Inability of aflatoxin B1 to stimulate arachidonic acid metabolism in human polymorphonuclear and mononuclear leukocytes.

Abstract

Previous reports have suggested that aflatoxin B1 (AFB1) is a membrane-active compound capable of mediating chromosomal damage through release of toxic oxygen radicals and arachidonic acid metabolites by human leukocytes. Thus, the ability of AFB1 to stimulate directly arachidonic acid metabolism and generate a respiratory burst in human neutrophils and monocytes was examined. AFB1 (10(-8)-10(-6) M) failed to induce [3H]arachidonate release from prelabeled human neutrophils or mononuclear leukocytes.

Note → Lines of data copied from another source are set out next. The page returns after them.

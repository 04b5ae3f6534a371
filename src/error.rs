//! Error types for protolist.
//!
//! Every error knows which [`Stage`] of an invocation produced it, so the
//! binary can report the failing stage and exit with a stable status code.

use std::fmt;
use std::path::PathBuf;

use thiserror::Error;

/// Main error type for all protolist operations.
#[derive(Debug, Error)]
pub enum ProtolistError {
    /// The schema encoder rejected the record.
    #[error("Serialization error: {0}")]
    Serialization(String),

    /// The requested mode cannot be produced from the given record source.
    #[error("Unsupported mode: {0}")]
    UnsupportedMode(String),

    /// A batch was requested with no records in it.
    #[error("Empty batch: at least one record is required")]
    EmptyBatch,

    /// Malformed framing while decoding (truncated varint, overflow, etc.).
    #[error("Protocol error: {0}")]
    Protocol(String),

    /// Invalid configuration value.
    #[error("Config error: {0}")]
    Config(String),

    /// I/O error while writing a buffer to a file.
    #[error("I/O error: {0}")]
    Io(#[from] std::io::Error),

    /// Transport failure talking to the remote table.
    #[error("HTTP error: {0}")]
    Http(String),

    /// The remote table answered with a non-success status.
    #[error("Remote error (status {status}): {body}")]
    Remote { status: u16, body: String },

    /// An input file could not be read.
    #[error("Input error: cannot read {}: {source}", .path.display())]
    Input {
        path: PathBuf,
        source: std::io::Error,
    },

    /// JSON encoding of an inspection report failed.
    #[error("JSON error: {0}")]
    Json(#[from] serde_json::Error),
}

impl ProtolistError {
    /// The stage of the invocation this error belongs to.
    pub fn stage(&self) -> Stage {
        match self {
            ProtolistError::Serialization(_) => Stage::Serialize,
            ProtolistError::UnsupportedMode(_)
            | ProtolistError::EmptyBatch
            | ProtolistError::Protocol(_) => Stage::Frame,
            ProtolistError::Io(_)
            | ProtolistError::Http(_)
            | ProtolistError::Remote { .. }
            | ProtolistError::Json(_) => Stage::Sink,
            ProtolistError::Config(_) => Stage::Config,
            ProtolistError::Input { .. } => Stage::Input,
        }
    }
}

/// Stage of a single encode-and-deliver invocation.
#[derive(Debug, Clone, Copy, PartialEq, Eq)]
pub enum Stage {
    Config,
    Serialize,
    Frame,
    Sink,
    Input,
}

impl Stage {
    /// Process exit code for a failure in this stage.
    pub fn exit_code(self) -> i32 {
        match self {
            Stage::Config => 2,
            Stage::Serialize => 3,
            Stage::Frame => 4,
            Stage::Sink => 5,
            Stage::Input => 6,
        }
    }

    pub fn as_str(self) -> &'static str {
        match self {
            Stage::Config => "config",
            Stage::Serialize => "serialize",
            Stage::Frame => "frame",
            Stage::Sink => "sink",
            Stage::Input => "input",
        }
    }
}

impl fmt::Display for Stage {
    fn fmt(&self, f: &mut fmt::Formatter<'_>) -> fmt::Result {
        f.write_str(self.as_str())
    }
}

/// Result type alias using ProtolistError.
pub type Result<T> = std::result::Result<T, ProtolistError>;

#[cfg(test)]
mod tests {
    use super::*;

    #[test]
    fn test_stage_mapping() {
        assert_eq!(
            ProtolistError::Serialization("bad".into()).stage(),
            Stage::Serialize
        );
        assert_eq!(
            ProtolistError::UnsupportedMode("list".into()).stage(),
            Stage::Frame
        );
        assert_eq!(ProtolistError::EmptyBatch.stage(), Stage::Frame);
        assert_eq!(
            ProtolistError::Remote {
                status: 500,
                body: String::new()
            }
            .stage(),
            Stage::Sink
        );
        assert_eq!(ProtolistError::Config("x".into()).stage(), Stage::Config);
    }

    #[test]
    fn test_input_error_names_path() {
        let err = ProtolistError::Input {
            path: PathBuf::from("/missing/protoBytes.bin"),
            source: std::io::Error::from(std::io::ErrorKind::NotFound),
        };

        assert_eq!(err.stage(), Stage::Input);
        assert!(err.to_string().contains("/missing/protoBytes.bin"));
    }

    #[test]
    fn test_exit_codes_are_stable_and_nonzero() {
        let cases = [
            (Stage::Config, 2),
            (Stage::Serialize, 3),
            (Stage::Frame, 4),
            (Stage::Sink, 5),
            (Stage::Input, 6),
        ];

        for (stage, code) in cases {
            assert_eq!(stage.exit_code(), code);
        }
    }

    #[test]
    fn test_stage_display() {
        assert_eq!(Stage::Serialize.to_string(), "serialize");
        assert_eq!(Stage::Sink.to_string(), "sink");
    }
}
//! `protolist` command-line tool.
//!
//! Encodes records for ClickHouse `Protobuf` / `ProtobufList` input and either
//! writes them to a file or inserts them into a table.

use std::path::PathBuf;
use std::process::ExitCode;
use std::time::Duration;

use clap::{Args, Parser, Subcommand};
use tracing_subscriber::EnvFilter;

use protolist::config::{
    DEFAULT_CLICKHOUSE_URL, DEFAULT_DATABASE, DEFAULT_OUTPUT_FILE, DEFAULT_TABLE,
};
use protolist::inspect::{inspect, BufferReport};
use protolist::sink::{open_sink, FileSink, Sink};
use protolist::{
    ClickHouseConfig, Config, Encoder, EncoderConfig, Mode, OutputTarget, ProtolistError,
    Record, RecordSource, Result,
};

#[derive(Debug, Parser)]
#[command(name = "protolist", version, about)]
struct Cli {
    #[command(subcommand)]
    command: Command,
}

#[derive(Debug, Subcommand)]
enum Command {
    /// Encode records and write them to a file or a ClickHouse table.
    Encode(EncodeArgs),
    /// Decode a file produced by `encode` and print its frames.
    Inspect(InspectArgs),
}

#[derive(Debug, Args)]
struct EncodeArgs {
    /// Value of the record's my_uint32 field; repeat for a list batch.
    #[arg(long = "value", default_value = "1", num_args = 1)]
    values: Vec<u32>,

    /// Wrap records in a ProtobufList envelope.
    #[arg(long)]
    list: bool,

    /// Output file (ignored with --clickhouse).
    #[arg(long, default_value = DEFAULT_OUTPUT_FILE)]
    output: PathBuf,

    /// Insert into ClickHouse instead of writing a file.
    #[arg(long)]
    clickhouse: bool,

    #[arg(long, default_value = DEFAULT_CLICKHOUSE_URL)]
    url: String,

    #[arg(long, default_value = DEFAULT_DATABASE)]
    database: String,

    #[arg(long, default_value = DEFAULT_TABLE)]
    table: String,

    /// format_schema setting (`file.proto:Message`).
    #[arg(long)]
    format_schema: Option<String>,

    #[arg(long, default_value = "default")]
    user: String,

    #[arg(long, default_value = "")]
    password: String,

    /// HTTP request timeout in seconds.
    #[arg(long, default_value_t = 30)]
    timeout_secs: u64,

    /// Also write the encoded buffer to this file.
    #[arg(long)]
    dump: Option<PathBuf>,

    /// Largest accepted encoded record, in bytes.
    #[arg(long)]
    max_message_size: Option<usize>,
}

#[derive(Debug, Args)]
struct InspectArgs {
    /// File to decode.
    path: PathBuf,

    /// Treat the file as a ProtobufList envelope.
    #[arg(long)]
    list: bool,

    /// Print a JSON report instead of text.
    #[arg(long)]
    json: bool,
}

fn main() -> ExitCode {
    tracing_subscriber::fmt()
        .with_env_filter(
            EnvFilter::try_from_default_env().unwrap_or_else(|_| EnvFilter::new("info")),
        )
        .with_writer(std::io::stderr)
        .init();

    let cli = Cli::parse();
    let result = match cli.command {
        Command::Encode(args) => run_encode(args),
        Command::Inspect(args) => run_inspect(args),
    };

    match result {
        Ok(()) => ExitCode::SUCCESS,
        Err(e) => {
            let stage = e.stage();
            tracing::error!(%stage, "{}", e);
            ExitCode::from(stage.exit_code() as u8)
        }
    }
}

fn build_config(args: &EncodeArgs) -> Config {
    let mut encoder = EncoderConfig::new(Mode::from_list_flag(args.list));
    if let Some(limit) = args.max_message_size {
        encoder = encoder.max_message_size(limit);
    }

    let target = if args.clickhouse {
        let mut ch = ClickHouseConfig::new(&args.url)
            .database(&args.database)
            .table(&args.table)
            .credentials(&args.user, &args.password)
            .timeout(Duration::from_secs(args.timeout_secs));
        if let Some(schema) = &args.format_schema {
            ch = ch.format_schema(schema);
        }
        OutputTarget::ClickHouse(ch)
    } else {
        OutputTarget::File(args.output.clone())
    };

    Config {
        encoder,
        target,
        dump_path: args.dump.clone(),
    }
}

fn run_encode(args: EncodeArgs) -> Result<()> {
    let config = build_config(&args);

    let records: Vec<Record> = args.values.iter().copied().map(Record::new).collect();
    if records.len() > 1 && config.encoder.mode == Mode::Single {
        return Err(ProtolistError::Config(
            "more than one --value requires --list".to_string(),
        ));
    }
    let source = match config.encoder.mode {
        Mode::Single => RecordSource::One(*records.first().ok_or(ProtolistError::EmptyBatch)?),
        Mode::List => RecordSource::Batch(records),
    };

    // Open the sink first so a bad target fails before any bytes exist.
    let sink = open_sink(&config.target)?;

    let buffer = Encoder::new(config.encoder).encode(&source)?;

    if let Some(path) = &config.dump_path {
        FileSink::new(path).deliver(&buffer)?;
    }

    sink.deliver(&buffer)
}

fn run_inspect(args: InspectArgs) -> Result<()> {
    print!("{}", inspect_file(&args)?);
    Ok(())
}

fn inspect_file(args: &InspectArgs) -> Result<String> {
    let data = std::fs::read(&args.path).map_err(|source| ProtolistError::Input {
        path: args.path.clone(),
        source,
    })?;
    let report = inspect(&data, Mode::from_list_flag(args.list))?;
    render_report(&report, args.json)
}

fn render_report(report: &BufferReport, json: bool) -> Result<String> {
    if json {
        return Ok(serde_json::to_string_pretty(report)? + "\n");
    }

    let mut lines = vec![format!(
        "{} bytes, mode {} ({})",
        report.total_len,
        report.mode,
        report.mode.format_name()
    )];
    if let Some(len) = report.envelope_len {
        lines.push(format!("envelope payload: {} bytes", len));
    }
    for message in &report.messages {
        let value = message
            .my_uint32
            .map(|v| v.to_string())
            .unwrap_or_else(|| "-".to_string());
        lines.push(format!(
            "  [{}] len={} my_uint32={} hex={}",
            message.index, message.payload_len, value, message.payload_hex
        ));
    }

    let mut out = lines.join("\n");
    out.push('\n');
    Ok(out)
}

#[cfg(test)]
mod tests {
    use super::*;
    use protolist::Stage;

    #[test]
    fn test_cli_definition_is_valid() {
        use clap::CommandFactory;
        Cli::command().debug_assert();
    }

    #[test]
    fn test_encode_defaults() {
        let cli = Cli::parse_from(["protolist", "encode"]);
        let Command::Encode(args) = cli.command else {
            panic!("expected encode");
        };

        assert_eq!(args.values, [1]);
        let config = build_config(&args);
        assert_eq!(config.encoder.mode, Mode::Single);
        assert_eq!(
            config.target,
            OutputTarget::File(PathBuf::from("protoBytes.bin"))
        );
    }

    #[test]
    fn test_encode_list_clickhouse() {
        let cli = Cli::parse_from([
            "protolist", "encode", "--value", "1", "--value", "2", "--list", "--clickhouse",
            "--table", "events",
        ]);
        let Command::Encode(args) = cli.command else {
            panic!("expected encode");
        };

        assert_eq!(args.values, [1, 2]);
        let config = build_config(&args);
        assert_eq!(config.encoder.mode, Mode::List);
        match config.target {
            OutputTarget::ClickHouse(ch) => assert_eq!(ch.table, "events"),
            other => panic!("unexpected target {:?}", other),
        }
    }

    #[test]
    fn test_value_out_of_range_rejected() {
        let result = Cli::try_parse_from(["protolist", "encode", "--value", "4294967296"]);
        assert!(result.is_err());
    }

    #[test]
    fn test_many_values_need_list() {
        let cli = Cli::parse_from(["protolist", "encode", "--value", "1", "--value", "2"]);
        let Command::Encode(args) = cli.command else {
            panic!("expected encode");
        };

        let err = run_encode(args).unwrap_err();
        assert_eq!(err.stage(), Stage::Config);
    }

    fn encode_args(argv: &[&str]) -> EncodeArgs {
        let cli = Cli::parse_from(argv);
        let Command::Encode(args) = cli.command else {
            panic!("expected encode");
        };
        args
    }

    fn inspect_args(argv: &[&str]) -> InspectArgs {
        let cli = Cli::parse_from(argv);
        let Command::Inspect(args) = cli.command else {
            panic!("expected inspect");
        };
        args
    }

    #[test]
    fn test_encode_list_writes_output_and_dump() {
        let dir = tempfile::tempdir().unwrap();
        let out = dir.path().join("out.bin");
        let dump = dir.path().join("dump.bin");

        let args = encode_args(&[
            "protolist",
            "encode",
            "--value",
            "1",
            "--value",
            "2",
            "--list",
            "--output",
            out.to_str().unwrap(),
            "--dump",
            dump.to_str().unwrap(),
        ]);
        run_encode(args).unwrap();

        let expected = [0x06, 0x02, 0x08, 0x01, 0x02, 0x08, 0x02];
        assert_eq!(std::fs::read(&out).unwrap(), expected);
        assert_eq!(std::fs::read(&dump).unwrap(), expected);
    }

    #[test]
    fn test_encode_single_writes_output() {
        let dir = tempfile::tempdir().unwrap();
        let out = dir.path().join("out.bin");

        let args = encode_args(&[
            "protolist",
            "encode",
            "--value",
            "1",
            "--output",
            out.to_str().unwrap(),
        ]);
        run_encode(args).unwrap();

        assert_eq!(std::fs::read(&out).unwrap(), [0x02, 0x08, 0x01]);
    }

    #[test]
    fn test_render_list_report_text() {
        let report = inspect(&[0x06, 0x02, 0x08, 0x01, 0x02, 0x08, 0x02], Mode::List).unwrap();
        let text = render_report(&report, false).unwrap();

        let lines: Vec<&str> = text.lines().collect();
        assert_eq!(
            lines,
            [
                "7 bytes, mode list (ProtobufList)",
                "envelope payload: 6 bytes",
                "  [0] len=2 my_uint32=1 hex=0801",
                "  [1] len=2 my_uint32=2 hex=0802",
            ]
        );
    }

    #[test]
    fn test_inspect_file_json() {
        let dir = tempfile::tempdir().unwrap();
        let path = dir.path().join("list.bin");
        std::fs::write(&path, [0x06, 0x02, 0x08, 0x01, 0x02, 0x08, 0x02]).unwrap();

        let args = inspect_args(&["protolist", "inspect", path.to_str().unwrap(), "--list", "--json"]);
        let output = inspect_file(&args).unwrap();

        let value: serde_json::Value = serde_json::from_str(&output).unwrap();
        assert_eq!(value["mode"], "list");
        assert_eq!(value["envelope_len"], 6);
        assert_eq!(value["total_len"], 7);
        assert_eq!(value["messages"][1]["my_uint32"], 2);
    }

    #[test]
    fn test_inspect_single_file_text() {
        let dir = tempfile::tempdir().unwrap();
        let path = dir.path().join("single.bin");
        std::fs::write(&path, [0x02, 0x08, 0x01]).unwrap();

        let args = inspect_args(&["protolist", "inspect", path.to_str().unwrap()]);
        let output = inspect_file(&args).unwrap();

        assert_eq!(
            output,
            "3 bytes, mode single (Protobuf)\n  [0] len=2 my_uint32=1 hex=0801\n"
        );
    }

    #[test]
    fn test_inspect_missing_file_is_input_error() {
        let dir = tempfile::tempdir().unwrap();
        let path = dir.path().join("absent.bin");

        let args = inspect_args(&["protolist", "inspect", path.to_str().unwrap()]);
        let err = run_inspect(args).unwrap_err();

        assert!(matches!(err, ProtolistError::Input { .. }));
        assert_eq!(err.stage(), Stage::Input);
        assert_eq!(err.stage().exit_code(), 6);
    }
}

Similarly AFB1 exposure at these concentrations failed to stimulate the production of either thromboxane (TX)B2 or leukotriene (LT)B4 from adherent monocytes. AFB1 was also ineffective in stimulating respiratory burst activity as measured by superoxide anion (O2.-) formation in both neutrophil and mononuclear leukocytes. We conclude that AFB1 is unable to stimulate either arachidonic acid metabolism or initiate a respiratory burst of human leukocytes. Therefore, it appears that these pathways are not involved in the genotoxic mechanisms of AFB1 as previously suggested.